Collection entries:

=-=-=

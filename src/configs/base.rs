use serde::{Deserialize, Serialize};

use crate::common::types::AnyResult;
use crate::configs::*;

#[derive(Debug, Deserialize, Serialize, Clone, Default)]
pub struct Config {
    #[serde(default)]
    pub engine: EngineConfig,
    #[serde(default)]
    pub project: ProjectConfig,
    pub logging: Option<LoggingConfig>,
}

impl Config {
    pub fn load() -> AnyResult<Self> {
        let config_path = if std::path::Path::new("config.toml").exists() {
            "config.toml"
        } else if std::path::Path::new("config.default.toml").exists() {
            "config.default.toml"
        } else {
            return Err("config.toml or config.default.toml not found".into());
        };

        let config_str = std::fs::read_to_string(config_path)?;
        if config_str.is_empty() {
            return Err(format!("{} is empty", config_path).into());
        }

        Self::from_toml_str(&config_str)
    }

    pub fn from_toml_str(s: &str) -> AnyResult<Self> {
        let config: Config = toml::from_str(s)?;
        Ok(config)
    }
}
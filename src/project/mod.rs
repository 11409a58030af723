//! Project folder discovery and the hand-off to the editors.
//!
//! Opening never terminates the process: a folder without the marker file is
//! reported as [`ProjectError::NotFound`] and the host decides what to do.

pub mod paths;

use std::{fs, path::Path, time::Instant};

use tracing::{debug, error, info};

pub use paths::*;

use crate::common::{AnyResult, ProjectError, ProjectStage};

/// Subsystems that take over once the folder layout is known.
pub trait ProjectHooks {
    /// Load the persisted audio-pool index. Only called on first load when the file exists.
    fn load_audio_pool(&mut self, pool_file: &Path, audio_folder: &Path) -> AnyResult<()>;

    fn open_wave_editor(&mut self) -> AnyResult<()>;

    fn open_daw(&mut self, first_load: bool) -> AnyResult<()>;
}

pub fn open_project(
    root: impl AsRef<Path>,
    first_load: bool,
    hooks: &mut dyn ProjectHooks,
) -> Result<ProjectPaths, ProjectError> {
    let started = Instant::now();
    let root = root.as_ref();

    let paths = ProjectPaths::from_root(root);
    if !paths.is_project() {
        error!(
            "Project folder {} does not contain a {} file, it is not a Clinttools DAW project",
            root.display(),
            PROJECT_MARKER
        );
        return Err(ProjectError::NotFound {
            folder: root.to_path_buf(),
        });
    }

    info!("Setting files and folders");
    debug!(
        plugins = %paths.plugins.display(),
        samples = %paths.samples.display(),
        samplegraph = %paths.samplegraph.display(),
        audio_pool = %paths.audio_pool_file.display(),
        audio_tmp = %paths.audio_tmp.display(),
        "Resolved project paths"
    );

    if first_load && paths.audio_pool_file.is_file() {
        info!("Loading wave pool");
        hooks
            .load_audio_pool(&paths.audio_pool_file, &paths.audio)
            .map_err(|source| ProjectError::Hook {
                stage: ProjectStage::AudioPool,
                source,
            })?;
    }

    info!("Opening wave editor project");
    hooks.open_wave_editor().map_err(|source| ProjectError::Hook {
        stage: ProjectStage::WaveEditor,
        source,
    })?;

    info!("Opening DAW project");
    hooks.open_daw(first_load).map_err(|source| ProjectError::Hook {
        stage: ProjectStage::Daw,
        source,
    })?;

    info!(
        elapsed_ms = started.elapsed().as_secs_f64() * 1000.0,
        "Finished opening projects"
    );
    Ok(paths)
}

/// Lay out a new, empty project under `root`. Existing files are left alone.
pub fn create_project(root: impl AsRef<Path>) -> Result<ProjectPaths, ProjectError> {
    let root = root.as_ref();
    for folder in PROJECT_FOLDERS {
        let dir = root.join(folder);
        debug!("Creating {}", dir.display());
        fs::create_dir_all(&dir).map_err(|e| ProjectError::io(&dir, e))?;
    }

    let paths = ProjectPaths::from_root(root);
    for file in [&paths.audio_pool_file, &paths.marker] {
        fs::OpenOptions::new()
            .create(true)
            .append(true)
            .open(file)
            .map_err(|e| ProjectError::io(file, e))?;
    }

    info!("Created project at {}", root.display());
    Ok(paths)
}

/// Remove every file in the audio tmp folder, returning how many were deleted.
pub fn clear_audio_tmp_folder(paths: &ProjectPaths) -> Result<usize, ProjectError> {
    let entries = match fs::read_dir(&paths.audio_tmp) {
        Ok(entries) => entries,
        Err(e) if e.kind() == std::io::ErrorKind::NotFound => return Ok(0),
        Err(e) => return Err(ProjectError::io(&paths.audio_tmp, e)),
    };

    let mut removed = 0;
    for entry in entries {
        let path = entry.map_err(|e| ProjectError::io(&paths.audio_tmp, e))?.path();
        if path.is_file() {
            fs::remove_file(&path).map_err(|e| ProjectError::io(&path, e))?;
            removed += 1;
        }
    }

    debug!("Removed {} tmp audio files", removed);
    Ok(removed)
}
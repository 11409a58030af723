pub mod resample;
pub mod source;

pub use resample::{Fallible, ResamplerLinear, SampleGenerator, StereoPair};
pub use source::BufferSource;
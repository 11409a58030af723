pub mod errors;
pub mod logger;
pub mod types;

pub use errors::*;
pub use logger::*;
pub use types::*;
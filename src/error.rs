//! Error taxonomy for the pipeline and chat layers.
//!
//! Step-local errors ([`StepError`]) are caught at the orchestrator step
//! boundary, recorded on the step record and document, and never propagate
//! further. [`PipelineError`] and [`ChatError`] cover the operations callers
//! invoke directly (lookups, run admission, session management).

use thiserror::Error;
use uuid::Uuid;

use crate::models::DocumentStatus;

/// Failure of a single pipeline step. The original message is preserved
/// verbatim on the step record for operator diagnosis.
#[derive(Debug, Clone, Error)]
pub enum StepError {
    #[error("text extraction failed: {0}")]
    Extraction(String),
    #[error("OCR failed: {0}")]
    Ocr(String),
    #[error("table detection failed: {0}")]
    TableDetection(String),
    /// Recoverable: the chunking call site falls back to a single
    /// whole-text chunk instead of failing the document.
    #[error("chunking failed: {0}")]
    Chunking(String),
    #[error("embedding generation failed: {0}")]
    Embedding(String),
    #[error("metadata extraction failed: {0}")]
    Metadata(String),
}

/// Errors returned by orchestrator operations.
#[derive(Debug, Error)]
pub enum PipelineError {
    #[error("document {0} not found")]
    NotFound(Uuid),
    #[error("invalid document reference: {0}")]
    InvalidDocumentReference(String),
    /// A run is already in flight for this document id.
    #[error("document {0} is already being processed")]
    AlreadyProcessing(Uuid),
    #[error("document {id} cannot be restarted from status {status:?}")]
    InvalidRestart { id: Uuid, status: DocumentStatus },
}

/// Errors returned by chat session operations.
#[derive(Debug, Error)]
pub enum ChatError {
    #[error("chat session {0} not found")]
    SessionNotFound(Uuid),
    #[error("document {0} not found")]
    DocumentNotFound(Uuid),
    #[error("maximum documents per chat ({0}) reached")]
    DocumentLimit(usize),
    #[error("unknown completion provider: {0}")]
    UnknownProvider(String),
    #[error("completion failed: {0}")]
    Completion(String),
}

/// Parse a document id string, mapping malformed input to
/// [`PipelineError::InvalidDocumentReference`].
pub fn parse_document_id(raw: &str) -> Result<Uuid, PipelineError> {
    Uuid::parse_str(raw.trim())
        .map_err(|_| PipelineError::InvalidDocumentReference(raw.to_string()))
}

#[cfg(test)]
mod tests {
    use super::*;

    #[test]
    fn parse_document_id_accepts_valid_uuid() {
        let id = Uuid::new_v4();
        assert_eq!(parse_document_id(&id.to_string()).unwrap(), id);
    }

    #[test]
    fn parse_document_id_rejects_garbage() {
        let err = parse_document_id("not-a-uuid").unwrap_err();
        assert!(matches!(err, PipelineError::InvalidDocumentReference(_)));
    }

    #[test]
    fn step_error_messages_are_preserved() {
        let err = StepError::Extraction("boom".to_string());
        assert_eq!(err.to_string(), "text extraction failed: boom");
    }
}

=-=-=

* _Required action_
Copy exactly the line that contains "this document id." and every line after it through the end of the entries, with nothing added.

* _Problem solution_
    /// A run is already in flight for this document id.
    #[error("document {0} is already being processed")]
    AlreadyProcessing(Uuid),
    #[error("document {id} cannot be restarted from status {status:?}")]
    InvalidRestart { id: Uuid, status: DocumentStatus },
}

/// Errors returned by chat session operations.
#[derive(Debug, Error)]
pub enum ChatError {
    #[error("chat session {0} not found")]
    SessionNotFound(Uuid),
    #[error("document {0} not found")]
    DocumentNotFound(Uuid),
    #[error("maximum documents per chat ({0}) reached")]
    DocumentLimit(usize),
    #[error("unknown completion provider: {0}")]
    UnknownProvider(String),
    #[error("completion failed: {0}")]
    Completion(String),
}

/// Parse a document id string, mapping malformed input to
/// [`PipelineError::InvalidDocumentReference`].
pub fn parse_document_id(raw: &str) -> Result<Uuid, PipelineError> {
    Uuid::parse_str(raw.trim())
        .map_err(|_| PipelineError::InvalidDocumentReference(raw.to_string()))
}

#[cfg(test)]
mod tests {
    use super::*;

    #[test]
    fn parse_document_id_accepts_valid_uuid() {
        let id = Uuid::new_v4();
        assert_eq!(parse_document_id(&id.to_string()).unwrap(), id);
    }

    #[test]
    fn parse_document_id_rejects_garbage() {
        let err = parse_document_id("not-a-uuid").unwrap_err();
        assert!(matches!(err, PipelineError::InvalidDocumentReference(_)));
    }

    #[test]
    fn step_error_messages_are_preserved() {
        let err = StepError::Extraction("boom".to_string());
        assert_eq!(err.to_string(), "text extraction failed: boom");
    }
}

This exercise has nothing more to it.